*** Opening EXERCISE DATA ***
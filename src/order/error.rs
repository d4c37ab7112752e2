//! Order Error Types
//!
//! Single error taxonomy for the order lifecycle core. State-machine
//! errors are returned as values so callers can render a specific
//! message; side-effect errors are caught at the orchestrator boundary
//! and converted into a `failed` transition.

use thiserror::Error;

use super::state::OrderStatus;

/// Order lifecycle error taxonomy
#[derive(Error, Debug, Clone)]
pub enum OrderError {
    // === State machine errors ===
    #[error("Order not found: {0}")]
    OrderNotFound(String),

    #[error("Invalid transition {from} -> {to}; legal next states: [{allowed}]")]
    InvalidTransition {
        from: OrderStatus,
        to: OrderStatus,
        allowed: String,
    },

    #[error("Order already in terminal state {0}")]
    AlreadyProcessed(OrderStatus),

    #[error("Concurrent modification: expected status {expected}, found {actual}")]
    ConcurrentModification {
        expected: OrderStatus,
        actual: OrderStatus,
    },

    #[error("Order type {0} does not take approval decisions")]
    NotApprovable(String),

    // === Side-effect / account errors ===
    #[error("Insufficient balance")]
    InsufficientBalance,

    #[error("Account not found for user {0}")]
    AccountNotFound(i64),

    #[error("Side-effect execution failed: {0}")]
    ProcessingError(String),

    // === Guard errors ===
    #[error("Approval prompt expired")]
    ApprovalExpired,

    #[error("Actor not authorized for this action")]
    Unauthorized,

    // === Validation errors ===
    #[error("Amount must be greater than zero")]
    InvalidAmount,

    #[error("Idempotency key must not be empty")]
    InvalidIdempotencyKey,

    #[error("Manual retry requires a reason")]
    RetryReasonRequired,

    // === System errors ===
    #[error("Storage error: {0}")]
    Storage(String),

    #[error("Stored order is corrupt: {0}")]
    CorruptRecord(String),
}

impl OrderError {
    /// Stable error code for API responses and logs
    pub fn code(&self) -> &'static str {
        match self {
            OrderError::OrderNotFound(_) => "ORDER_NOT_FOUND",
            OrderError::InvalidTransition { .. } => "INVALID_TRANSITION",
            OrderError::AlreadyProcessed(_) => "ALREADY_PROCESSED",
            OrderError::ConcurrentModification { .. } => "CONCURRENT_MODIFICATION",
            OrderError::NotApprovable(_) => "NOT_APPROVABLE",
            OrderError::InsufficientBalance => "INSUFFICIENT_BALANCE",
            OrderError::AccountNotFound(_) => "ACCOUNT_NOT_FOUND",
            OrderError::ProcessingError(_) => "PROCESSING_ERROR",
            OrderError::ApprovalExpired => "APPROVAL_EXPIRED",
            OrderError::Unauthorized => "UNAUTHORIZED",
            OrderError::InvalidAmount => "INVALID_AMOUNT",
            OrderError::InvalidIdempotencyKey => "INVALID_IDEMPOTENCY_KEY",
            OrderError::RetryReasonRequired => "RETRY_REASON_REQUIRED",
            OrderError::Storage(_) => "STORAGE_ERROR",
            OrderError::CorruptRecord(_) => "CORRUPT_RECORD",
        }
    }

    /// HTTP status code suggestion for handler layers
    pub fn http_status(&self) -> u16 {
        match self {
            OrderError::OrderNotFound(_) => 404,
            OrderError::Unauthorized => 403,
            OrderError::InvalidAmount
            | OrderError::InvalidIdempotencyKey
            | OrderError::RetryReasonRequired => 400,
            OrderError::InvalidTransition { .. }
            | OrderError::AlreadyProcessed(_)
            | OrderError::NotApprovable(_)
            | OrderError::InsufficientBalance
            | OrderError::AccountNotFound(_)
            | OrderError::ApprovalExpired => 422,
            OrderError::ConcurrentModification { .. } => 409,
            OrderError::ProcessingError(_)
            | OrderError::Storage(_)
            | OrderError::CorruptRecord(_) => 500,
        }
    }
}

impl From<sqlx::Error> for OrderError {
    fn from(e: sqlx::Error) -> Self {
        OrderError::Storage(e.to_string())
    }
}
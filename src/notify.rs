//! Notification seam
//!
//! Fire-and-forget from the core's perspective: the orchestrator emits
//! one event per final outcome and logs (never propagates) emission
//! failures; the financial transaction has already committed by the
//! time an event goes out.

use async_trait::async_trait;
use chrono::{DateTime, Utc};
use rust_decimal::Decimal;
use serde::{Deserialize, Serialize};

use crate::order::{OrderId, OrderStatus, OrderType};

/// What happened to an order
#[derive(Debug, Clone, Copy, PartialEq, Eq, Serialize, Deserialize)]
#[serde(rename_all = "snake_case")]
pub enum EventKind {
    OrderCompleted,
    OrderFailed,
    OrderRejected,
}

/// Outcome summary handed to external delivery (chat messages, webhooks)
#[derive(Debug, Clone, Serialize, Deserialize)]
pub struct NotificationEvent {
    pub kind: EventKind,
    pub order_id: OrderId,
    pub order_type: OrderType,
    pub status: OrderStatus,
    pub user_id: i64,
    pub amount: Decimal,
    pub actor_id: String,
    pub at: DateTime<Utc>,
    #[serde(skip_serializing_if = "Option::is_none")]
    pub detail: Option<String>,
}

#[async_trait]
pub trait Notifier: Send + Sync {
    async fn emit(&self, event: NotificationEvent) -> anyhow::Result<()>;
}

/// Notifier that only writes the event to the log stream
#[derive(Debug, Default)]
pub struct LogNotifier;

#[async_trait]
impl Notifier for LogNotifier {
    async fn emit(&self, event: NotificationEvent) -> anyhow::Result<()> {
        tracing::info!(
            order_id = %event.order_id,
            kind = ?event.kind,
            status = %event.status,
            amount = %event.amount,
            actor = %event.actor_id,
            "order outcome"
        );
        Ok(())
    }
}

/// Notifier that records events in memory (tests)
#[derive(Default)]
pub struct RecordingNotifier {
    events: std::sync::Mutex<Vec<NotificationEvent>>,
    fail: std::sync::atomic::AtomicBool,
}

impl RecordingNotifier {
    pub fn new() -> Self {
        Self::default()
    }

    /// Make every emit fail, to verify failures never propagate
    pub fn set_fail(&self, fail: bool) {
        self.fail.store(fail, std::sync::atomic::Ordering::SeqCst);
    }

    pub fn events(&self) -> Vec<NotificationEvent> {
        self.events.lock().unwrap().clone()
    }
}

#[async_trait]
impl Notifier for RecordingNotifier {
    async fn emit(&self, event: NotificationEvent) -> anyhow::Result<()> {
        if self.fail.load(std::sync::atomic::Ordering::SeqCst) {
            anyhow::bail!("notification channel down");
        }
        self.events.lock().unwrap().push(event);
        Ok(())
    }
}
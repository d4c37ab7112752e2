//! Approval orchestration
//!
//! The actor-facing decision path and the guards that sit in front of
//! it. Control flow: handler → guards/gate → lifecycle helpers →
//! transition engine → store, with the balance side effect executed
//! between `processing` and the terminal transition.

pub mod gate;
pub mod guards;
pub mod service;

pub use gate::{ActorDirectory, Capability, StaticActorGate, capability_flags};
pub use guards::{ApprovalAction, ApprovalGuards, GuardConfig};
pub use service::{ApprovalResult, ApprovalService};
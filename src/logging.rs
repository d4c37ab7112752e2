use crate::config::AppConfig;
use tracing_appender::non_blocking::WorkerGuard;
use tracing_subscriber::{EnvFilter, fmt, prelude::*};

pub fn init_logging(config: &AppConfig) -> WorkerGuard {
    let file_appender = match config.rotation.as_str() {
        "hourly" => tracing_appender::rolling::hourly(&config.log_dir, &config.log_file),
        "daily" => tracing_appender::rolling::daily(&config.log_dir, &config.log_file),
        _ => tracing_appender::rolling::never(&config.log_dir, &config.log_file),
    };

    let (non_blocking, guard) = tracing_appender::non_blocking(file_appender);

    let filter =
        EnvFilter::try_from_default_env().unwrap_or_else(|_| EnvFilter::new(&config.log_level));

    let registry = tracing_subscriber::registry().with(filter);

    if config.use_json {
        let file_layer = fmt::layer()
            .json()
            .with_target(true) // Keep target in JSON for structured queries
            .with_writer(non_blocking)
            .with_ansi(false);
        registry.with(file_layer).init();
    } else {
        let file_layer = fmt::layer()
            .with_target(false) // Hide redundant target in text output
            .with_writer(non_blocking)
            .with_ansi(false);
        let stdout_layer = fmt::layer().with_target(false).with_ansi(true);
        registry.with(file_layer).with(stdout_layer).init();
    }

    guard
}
*** Closing EXERCISE DATA ***
# [ASSIGNMENT]
Please repeat the lines above exactly, beginning with the line that contains "registry.with(file_layer).with(stdout_layer).init();" and ending with the final one.

# [REPLY]
        registry.with(file_layer).with(stdout_layer).init();
    }

    guard
}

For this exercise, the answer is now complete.